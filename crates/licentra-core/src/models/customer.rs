use chrono::{DateTime, Utc};
use serde::{Deserialize, Serialize};
use utoipa::ToSchema;
use uuid::Uuid;

/// Customer profile, 1:1 linked to a login principal. Soft-deleted via
/// `is_active`; inactive customers are excluded from all lookups.
#[derive(Debug, Clone, Serialize, Deserialize, ToSchema)]
#[cfg_attr(feature = "sqlx", derive(sqlx::FromRow))]
pub struct Customer {
    pub id: Uuid,
    pub principal_id: Uuid,
    pub name: String,
    pub email: String,
    pub phone: String,
    pub is_active: bool,
    pub created_at: DateTime<Utc>,
    pub updated_at: DateTime<Utc>,
}
//! Subscription lifecycle model.
//!
//! A customer holds at most one subscription in an open state
//! (requested/approved/active) at any time. Expiry is computed as a
//! 30-day-per-month approximation and applied lazily on read.

use chrono::{DateTime, Duration, Utc};
use serde::{Deserialize, Serialize};
use std::fmt::{Display, Formatter, Result as FmtResult};
use utoipa::ToSchema;
use uuid::Uuid;

/// Days counted per validity month. Validity is a 30-day-per-month
/// approximation, not calendar months.
pub const DAYS_PER_VALIDITY_MONTH: i64 = 30;

/// Subscription lifecycle status
#[derive(Debug, Clone, Copy, Serialize, Deserialize, PartialEq, Eq, ToSchema)]
#[cfg_attr(feature = "sqlx", derive(sqlx::Type))]
#[cfg_attr(
    feature = "sqlx",
    sqlx(type_name = "subscription_status", rename_all = "lowercase")
)]
#[serde(rename_all = "lowercase")]
pub enum SubscriptionStatus {
    Requested,
    Approved,
    Active,
    Inactive,
    Expired,
}

impl SubscriptionStatus {
    /// Open statuses count against the one-subscription-per-customer rule.
    pub fn is_open(&self) -> bool {
        matches!(
            self,
            SubscriptionStatus::Requested | SubscriptionStatus::Approved | SubscriptionStatus::Active
        )
    }

    /// Current statuses grant entitlement and are subject to expiry.
    pub fn is_current(&self) -> bool {
        matches!(
            self,
            SubscriptionStatus::Approved | SubscriptionStatus::Active
        )
    }

    /// Whether an approval transition is allowed from this status.
    pub fn can_approve(&self) -> bool {
        matches!(self, SubscriptionStatus::Requested)
    }
}

impl Display for SubscriptionStatus {
    fn fmt(&self, f: &mut Formatter<'_>) -> FmtResult {
        match self {
            SubscriptionStatus::Requested => write!(f, "requested"),
            SubscriptionStatus::Approved => write!(f, "approved"),
            SubscriptionStatus::Active => write!(f, "active"),
            SubscriptionStatus::Inactive => write!(f, "inactive"),
            SubscriptionStatus::Expired => write!(f, "expired"),
        }
    }
}

/// Expiry timestamp for a subscription starting at `start`.
pub fn expiry_after(start: DateTime<Utc>, validity_months: i32) -> DateTime<Utc> {
    start + Duration::days(i64::from(validity_months) * DAYS_PER_VALIDITY_MONTH)
}

/// Subscription row. Joins a customer and a pack; never hard-deleted.
#[derive(Debug, Clone, Serialize, Deserialize, ToSchema)]
#[cfg_attr(feature = "sqlx", derive(sqlx::FromRow))]
pub struct Subscription {
    pub id: Uuid,
    pub customer_id: Uuid,
    pub pack_id: Uuid,
    pub status: SubscriptionStatus,
    pub requested_at: DateTime<Utc>,
    pub approved_at: Option<DateTime<Utc>>,
    pub assigned_at: Option<DateTime<Utc>>,
    pub expires_at: Option<DateTime<Utc>>,
    pub deactivated_at: Option<DateTime<Utc>>,
    pub created_at: DateTime<Utc>,
    pub updated_at: DateTime<Utc>,
}

impl Subscription {
    /// A current subscription whose expiry has passed. Such rows must be
    /// persisted as expired before being returned to any caller.
    pub fn has_lapsed(&self, now: DateTime<Utc>) -> bool {
        self.status.is_current() && self.expires_at.is_some_and(|expires_at| expires_at < now)
    }
}

#[cfg(test)]
mod tests {
    use super::*;

    fn subscription(status: SubscriptionStatus, expires_at: Option<DateTime<Utc>>) -> Subscription {
        let now = Utc::now();
        Subscription {
            id: Uuid::new_v4(),
            customer_id: Uuid::new_v4(),
            pack_id: Uuid::new_v4(),
            status,
            requested_at: now,
            approved_at: None,
            assigned_at: None,
            expires_at,
            deactivated_at: None,
            created_at: now,
            updated_at: now,
        }
    }

    #[test]
    fn test_open_statuses() {
        assert!(SubscriptionStatus::Requested.is_open());
        assert!(SubscriptionStatus::Approved.is_open());
        assert!(SubscriptionStatus::Active.is_open());
        assert!(!SubscriptionStatus::Inactive.is_open());
        assert!(!SubscriptionStatus::Expired.is_open());
    }

    #[test]
    fn test_current_statuses() {
        assert!(!SubscriptionStatus::Requested.is_current());
        assert!(SubscriptionStatus::Approved.is_current());
        assert!(SubscriptionStatus::Active.is_current());
        assert!(!SubscriptionStatus::Inactive.is_current());
        assert!(!SubscriptionStatus::Expired.is_current());
    }

    #[test]
    fn test_only_requested_can_be_approved() {
        assert!(SubscriptionStatus::Requested.can_approve());
        assert!(!SubscriptionStatus::Approved.can_approve());
        assert!(!SubscriptionStatus::Active.can_approve());
        assert!(!SubscriptionStatus::Inactive.can_approve());
        assert!(!SubscriptionStatus::Expired.can_approve());
    }

    #[test]
    fn test_expiry_uses_thirty_day_months() {
        let start = Utc::now();
        assert_eq!(expiry_after(start, 1), start + Duration::days(30));
        assert_eq!(expiry_after(start, 6), start + Duration::days(180));
        assert_eq!(expiry_after(start, 12), start + Duration::days(360));
    }

    #[test]
    fn test_has_lapsed_for_past_expiry() {
        let now = Utc::now();
        let sub = subscription(SubscriptionStatus::Active, Some(now - Duration::hours(1)));
        assert!(sub.has_lapsed(now));

        let sub = subscription(SubscriptionStatus::Approved, Some(now - Duration::days(2)));
        assert!(sub.has_lapsed(now));
    }

    #[test]
    fn test_has_lapsed_ignores_future_or_missing_expiry() {
        let now = Utc::now();
        let sub = subscription(SubscriptionStatus::Active, Some(now + Duration::hours(1)));
        assert!(!sub.has_lapsed(now));

        let sub = subscription(SubscriptionStatus::Requested, None);
        assert!(!sub.has_lapsed(now));
    }

    #[test]
    fn test_has_lapsed_ignores_terminal_statuses() {
        let now = Utc::now();
        let past = Some(now - Duration::hours(1));
        assert!(!subscription(SubscriptionStatus::Inactive, past).has_lapsed(now));
        assert!(!subscription(SubscriptionStatus::Expired, past).has_lapsed(now));
    }

    #[test]
    fn test_status_serde_lowercase() {
        assert_eq!(
            serde_json::to_string(&SubscriptionStatus::Requested).unwrap(),
            "\"requested\""
        );
        let status: SubscriptionStatus = serde_json::from_str("\"expired\"").unwrap();
        assert_eq!(status, SubscriptionStatus::Expired);
    }
}
mod api_doc;
mod auth;
mod constants;
mod error;
mod handlers;
mod setup;
mod state;
mod telemetry;

use licentra_core::AppConfig;

// Use mimalloc as the global allocator for better performance and lower fragmentation,
// especially when running on musl-based systems inside containers.
#[global_allocator]
static GLOBAL: mimalloc::MiMalloc = mimalloc::MiMalloc;

#[tokio::main]
async fn main() -> Result<(), anyhow::Error> {
    // Load configuration
    let config = AppConfig::from_env()?;

    // Initialize the application (database, repositories, routes)
    let (_state, router) = crate::setup::initialize_app(config.clone()).await?;

    // Start the server
    crate::setup::server::start_server(&config, router).await?;

    Ok(())
}
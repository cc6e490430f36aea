//! Identity contexts attached to requests by the auth middleware.
//!
//! Each gate inserts its context into request extensions; handlers extract
//! them via `FromRequestParts`.

use crate::error::ErrorResponse;
use axum::extract::FromRequestParts;
use axum::http::{request::Parts, StatusCode};
use axum::Json;
use licentra_core::models::{Customer, Principal};

/// Admin identity attached by the admin gate.
#[derive(Debug, Clone)]
pub struct AdminIdentity {
    pub principal: Principal,
}

/// Customer identity attached by the customer gate; carries the resolved
/// customer profile alongside the login principal.
#[derive(Debug, Clone)]
pub struct CustomerIdentity {
    pub principal: Principal,
    pub customer: Customer,
}

/// SDK identity attached by the API-key gate.
#[derive(Debug, Clone)]
pub struct SdkIdentity {
    pub customer: Customer,
}

fn missing_context() -> (StatusCode, Json<ErrorResponse>) {
    (
        StatusCode::UNAUTHORIZED,
        Json(ErrorResponse::new(
            "Missing authentication context",
            "MISSING_AUTH_CONTEXT",
        )),
    )
}

impl<S> FromRequestParts<S> for AdminIdentity
where
    S: Send + Sync,
{
    type Rejection = (StatusCode, Json<ErrorResponse>);

    async fn from_request_parts(parts: &mut Parts, _state: &S) -> Result<Self, Self::Rejection> {
        parts
            .extensions
            .get::<AdminIdentity>()
            .cloned()
            .ok_or_else(missing_context)
    }
}

impl<S> FromRequestParts<S> for CustomerIdentity
where
    S: Send + Sync,
{
    type Rejection = (StatusCode, Json<ErrorResponse>);

    async fn from_request_parts(parts: &mut Parts, _state: &S) -> Result<Self, Self::Rejection> {
        parts
            .extensions
            .get::<CustomerIdentity>()
            .cloned()
            .ok_or_else(missing_context)
    }
}

impl<S> FromRequestParts<S> for SdkIdentity
where
    S: Send + Sync,
{
    type Rejection = (StatusCode, Json<ErrorResponse>);

    async fn from_request_parts(parts: &mut Parts, _state: &S) -> Result<Self, Self::Rejection> {
        parts
            .extensions
            .get::<SdkIdentity>()
            .cloned()
            .ok_or_else(missing_context)
    }
}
..........
→ TASK DETAILS
Every line above from the line with "start + Duration::days(i64::from(validity_months)" to the line with "use super::*;", inclusive, must be returned exactly; no other line belongs in the reply.

→ ANSWER AREA
    start + Duration::days(i64::from(validity_months) * DAYS_PER_VALIDITY_MONTH)
}

/// Subscription row. Joins a customer and a pack; never hard-deleted.
#[derive(Debug, Clone, Serialize, Deserialize, ToSchema)]
#[cfg_attr(feature = "sqlx", derive(sqlx::FromRow))]
pub struct Subscription {
    pub id: Uuid,
    pub customer_id: Uuid,
    pub pack_id: Uuid,
    pub status: SubscriptionStatus,
    pub requested_at: DateTime<Utc>,
    pub approved_at: Option<DateTime<Utc>>,
    pub assigned_at: Option<DateTime<Utc>>,
    pub expires_at: Option<DateTime<Utc>>,
    pub deactivated_at: Option<DateTime<Utc>>,
    pub created_at: DateTime<Utc>,
    pub updated_at: DateTime<Utc>,
}

impl Subscription {
    /// A current subscription whose expiry has passed. Such rows must be
    /// persisted as expired before being returned to any caller.
    pub fn has_lapsed(&self, now: DateTime<Utc>) -> bool {
        self.status.is_current() && self.expires_at.is_some_and(|expires_at| expires_at < now)
    }
}

#[cfg(test)]
mod tests {
    use super::*;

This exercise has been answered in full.